Once the line containing "fn register() ->" is found in the data below, output that line and every line after it through the last, unchanged and with nothing else.

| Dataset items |
_____
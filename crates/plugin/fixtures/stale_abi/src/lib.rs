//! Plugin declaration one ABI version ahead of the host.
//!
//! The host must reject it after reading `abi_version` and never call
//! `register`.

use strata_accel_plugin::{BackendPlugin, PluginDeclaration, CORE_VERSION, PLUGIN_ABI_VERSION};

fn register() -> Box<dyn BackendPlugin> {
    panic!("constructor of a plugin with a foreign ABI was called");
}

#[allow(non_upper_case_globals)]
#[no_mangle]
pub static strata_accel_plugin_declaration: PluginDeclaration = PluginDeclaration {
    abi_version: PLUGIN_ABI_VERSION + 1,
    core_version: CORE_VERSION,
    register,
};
_____
| Answer for the task |
fn register() -> Box<dyn BackendPlugin> {
    panic!("constructor of a plugin with a foreign ABI was called");
}

#[allow(non_upper_case_globals)]
#[no_mangle]
pub static strata_accel_plugin_declaration: PluginDeclaration = PluginDeclaration {
    abi_version: PLUGIN_ABI_VERSION + 1,
    core_version: CORE_VERSION,
    register,
};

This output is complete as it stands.